The paper tackled the problem of learning multi-lingual sentence embeddings by proposing MPCL, a method that leverages multiple positive instances in contrastive learning, resulting in improved retrieval, semantic similarity, and classification performances across various backbone models and downstream tasks, with better cross-lingual transfer in unseen languages.

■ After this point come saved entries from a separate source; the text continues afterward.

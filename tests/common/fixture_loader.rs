use serde::Deserialize;
use std::fs;
use std::path::Path;

/// A captured `--version` banner and what should be extracted from it.
///
/// `full` and `major` are omitted when the banner has no version marker.
#[derive(Debug, Deserialize, Clone)]
pub struct BannerTest {
    pub name: String,
    pub description: String,
    pub banner: String,
    pub full: Option<String>,
    pub major: Option<String>,
}

impl BannerTest {
    /// Load a test fixture from a TOML file
    pub fn load_from_file<P: AsRef<Path>>(path: P) -> Result<Self, Box<dyn std::error::Error>> {
        let content = fs::read_to_string(path)?;
        let test: BannerTest = toml::from_str(&content)?;
        Ok(test)
    }

    /// Load all test fixtures from a directory
    pub fn load_from_directory<P: AsRef<Path>>(
        dir: P,
    ) -> Result<Vec<Self>, Box<dyn std::error::Error>> {
        let mut tests = Vec::new();

        for entry in fs::read_dir(dir)? {
            let entry = entry?;
            let path = entry.path();

            if path.extension().and_then(|s| s.to_str()) == Some("toml") {
                tests.push(Self::load_from_file(&path)?);
            }
        }

        tests.sort_by(|a, b| a.name.cmp(&b.name));
        Ok(tests)
    }
}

Learning multi-lingual sentence embeddings is a fundamental task in natural language processing. Recent trends in learning both mono-lingual and multi-lingual sentence embeddings are mainly based on contrastive learning (CL) among an anchor, one positive, and multiple negative instances. In this work, we argue that leveraging multiple positives should be considered for multi-lingual sentence embeddings because (1) positives in a diverse set of languages can benefit cross-lingual learning, and (2) transitive similarity across multiple positives can provide reliable structural information for learning. In order to investigate the impact of multiple positives in CL, we propose a novel approach, named MPCL, to effectively utilize multiple positive instances to improve the learning of multi-lingual sentence embeddings. Experimental results on various backbone models and downstream tasks demonstrate that MPCL leads to better retrieval, semantic similarity, and classification performances compared to conventional CL. We also observe that in unseen languages, sentence embedding models trained on multiple positives show better cross-lingual transfer performance than models trained on a single positive instance.